Provided records:
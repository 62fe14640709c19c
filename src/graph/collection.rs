use crate::graph::Image;
use std::sync::Arc;

/// Per-element function applied by [`ImageCollection::map`]
pub type ImageFn = Arc<dyn Fn(Image) -> Image + Send + Sync>;

/// Expression node behind an [`ImageCollection`]
pub enum CollectionNode {
    Images(Vec<Image>),
    /// Catalog collection, resolved by the backend
    Load(String),
    Map {
        input: ImageCollection,
        func: ImageFn,
    },
}

impl std::fmt::Debug for CollectionNode {
    fn fmt(&self, f: &mut std::fmt::Formatter<'_>) -> std::fmt::Result {
        match self {
            CollectionNode::Images(images) => f.debug_tuple("Images").field(&images.len()).finish(),
            CollectionNode::Load(id) => f.debug_tuple("Load").field(id).finish(),
            CollectionNode::Map { input, .. } => f.debug_struct("Map").field("input", input).finish(),
        }
    }
}

/// Lazy ordered collection of images
#[derive(Debug, Clone)]
pub struct ImageCollection(Arc<CollectionNode>);

impl ImageCollection {
    pub fn from_images(images: Vec<Image>) -> Self {
        ImageCollection(Arc::new(CollectionNode::Images(images)))
    }

    pub fn load(asset_id: impl Into<String>) -> Self {
        ImageCollection(Arc::new(CollectionNode::Load(asset_id.into())))
    }

    pub fn node(&self) -> &CollectionNode {
        &self.0
    }

    /// New collection with `func` applied to every element on evaluation
    pub fn map<F>(&self, func: F) -> Self
    where
        F: Fn(Image) -> Image + Send + Sync + 'static,
    {
        ImageCollection(Arc::new(CollectionNode::Map {
            input: self.clone(),
            func: Arc::new(func),
        }))
    }
}
use crate::backend::EvaluatedImage;
use crate::types::{SarError, SarResult};
use std::collections::HashMap;
use std::sync::Arc;

/// Catalog entry: a single raster or an ordered collection of rasters
#[derive(Debug, Clone)]
pub enum CatalogEntry {
    Image(Arc<EvaluatedImage>),
    Collection(Vec<Arc<EvaluatedImage>>),
}

/// Asset id → raster lookup used by the local backend
#[derive(Debug, Clone, Default)]
pub struct Catalog {
    entries: HashMap<String, CatalogEntry>,
}

impl Catalog {
    pub fn new() -> Self {
        Self::default()
    }

    /// Register a raster, replacing any previous entry with the same id
    pub fn insert_image(&mut self, asset_id: impl Into<String>, image: EvaluatedImage) {
        let asset_id = asset_id.into();
        log::debug!("Catalog: registering image '{}' ({:?})", asset_id, image.band_names());
        self.entries.insert(asset_id, CatalogEntry::Image(Arc::new(image)));
    }

    pub fn insert_collection(&mut self, asset_id: impl Into<String>, images: Vec<EvaluatedImage>) {
        let asset_id = asset_id.into();
        log::debug!("Catalog: registering collection '{}' ({} images)", asset_id, images.len());
        self.entries.insert(
            asset_id,
            CatalogEntry::Collection(images.into_iter().map(Arc::new).collect()),
        );
    }

    pub fn image(&self, asset_id: &str) -> SarResult<Arc<EvaluatedImage>> {
        match self.entries.get(asset_id) {
            Some(CatalogEntry::Image(image)) => Ok(image.clone()),
            Some(CatalogEntry::Collection(_)) => Err(SarError::AssetNotFound(format!(
                "'{}' is a collection, not an image",
                asset_id
            ))),
            None => Err(SarError::AssetNotFound(asset_id.to_string())),
        }
    }

    pub fn collection(&self, asset_id: &str) -> SarResult<Vec<Arc<EvaluatedImage>>> {
        match self.entries.get(asset_id) {
            Some(CatalogEntry::Collection(images)) => Ok(images.clone()),
            Some(CatalogEntry::Image(_)) => Err(SarError::AssetNotFound(format!(
                "'{}' is an image, not a collection",
                asset_id
            ))),
            None => Err(SarError::AssetNotFound(asset_id.to_string())),
        }
    }

    pub fn contains(&self, asset_id: &str) -> bool {
        self.entries.contains_key(asset_id)
    }

    pub fn len(&self) -> usize {
        self.entries.len()
    }

    pub fn is_empty(&self) -> bool {
        self.entries.is_empty()
    }
}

Work order: Nothing is to be left out when the listing is copied, and every line must match exactly.

Response to this task:
repository 62fe14640709c19c
filename src/graph/collection.rs
use crate::graph::Image;
use std::sync::Arc;

/// Per-element function applied by [`ImageCollection::map`]
pub type ImageFn = Arc<dyn Fn(Image) -> Image + Send + Sync>;

/// Expression node behind an [`ImageCollection`]
pub enum CollectionNode {
    Images(Vec<Image>),
    /// Catalog collection, resolved by the backend
    Load(String),
    Map {
        input: ImageCollection,
        func: ImageFn,
    },
}

impl std::fmt::Debug for CollectionNode {
    fn fmt(&self, f: &mut std::fmt::Formatter<'_>) -> std::fmt::Result {
        match self {
            CollectionNode::Images(images) => f.debug_tuple("Images").field(&images.len()).finish(),
            CollectionNode::Load(id) => f.debug_tuple("Load").field(id).finish(),
            CollectionNode::Map { input, .. } => f.debug_struct("Map").field("input", input).finish(),
        }
    }
}

/// Lazy ordered collection of images
#[derive(Debug, Clone)]
pub struct ImageCollection(Arc<CollectionNode>);

impl ImageCollection {
    pub fn from_images(images: Vec<Image>) -> Self {
        ImageCollection(Arc::new(CollectionNode::Images(images)))
    }

    pub fn load(asset_id: impl Into<String>) -> Self {
        ImageCollection(Arc::new(CollectionNode::Load(asset_id.into())))
    }

    pub fn node(&self) -> &CollectionNode {
        &self.0
    }

    /// New collection with `func` applied to every element on evaluation
    pub fn map<F>(&self, func: F) -> Self
    where
        F: Fn(Image) -> Image + Send + Sync + 'static,
    {
        ImageCollection(Arc::new(CollectionNode::Map {
            input: self.clone(),
            func: Arc::new(func),
        }))
    }
}
use crate::backend::EvaluatedImage;
use crate::types::{SarError, SarResult};
use std::collections::HashMap;
use std::sync::Arc;

/// Catalog entry: a single raster or an ordered collection of rasters
#[derive(Debug, Clone)]
pub enum CatalogEntry {
    Image(Arc<EvaluatedImage>),
    Collection(Vec<Arc<EvaluatedImage>>),
}

/// Asset id → raster lookup used by the local backend
#[derive(Debug, Clone, Default)]
pub struct Catalog {
    entries: HashMap<String, CatalogEntry>,
}

impl Catalog {
    pub fn new() -> Self {
        Self::default()
    }

    /// Register a raster, replacing any previous entry with the same id
    pub fn insert_image(&mut self, asset_id: impl Into<String>, image: EvaluatedImage) {
        let asset_id = asset_id.into();
        log::debug!("Catalog: registering image '{}' ({:?})", asset_id, image.band_names());
        self.entries.insert(asset_id, CatalogEntry::Image(Arc::new(image)));
    }

    pub fn insert_collection(&mut self, asset_id: impl Into<String>, images: Vec<EvaluatedImage>) {
        let asset_id = asset_id.into();
        log::debug!("Catalog: registering collection '{}' ({} images)", asset_id, images.len());
        self.entries.insert(
            asset_id,
            CatalogEntry::Collection(images.into_iter().map(Arc::new).collect()),
        );
    }

    pub fn image(&self, asset_id: &str) -> SarResult<Arc<EvaluatedImage>> {
        match self.entries.get(asset_id) {
            Some(CatalogEntry::Image(image)) => Ok(image.clone()),
            Some(CatalogEntry::Collection(_)) => Err(SarError::AssetNotFound(format!(
                "'{}' is a collection, not an image",
                asset_id
            ))),
            None => Err(SarError::AssetNotFound(asset_id.to_string())),
        }
    }

    pub fn collection(&self, asset_id: &str) -> SarResult<Vec<Arc<EvaluatedImage>>> {
        match self.entries.get(asset_id) {
            Some(CatalogEntry::Collection(images)) => Ok(images.clone()),
            Some(CatalogEntry::Image(_)) => Err(SarError::AssetNotFound(format!(
                "'{}' is an image, not a collection",
                asset_id
            ))),
            None => Err(SarError::AssetNotFound(asset_id.to_string())),
        }
    }

    pub fn contains(&self, asset_id: &str) -> bool {
        self.entries.contains_key(asset_id)
    }

    pub fn len(&self) -> usize {
        self.entries.len()
    }

    pub fn is_empty(&self) -> bool {
        self.entries.is_empty()
    }
}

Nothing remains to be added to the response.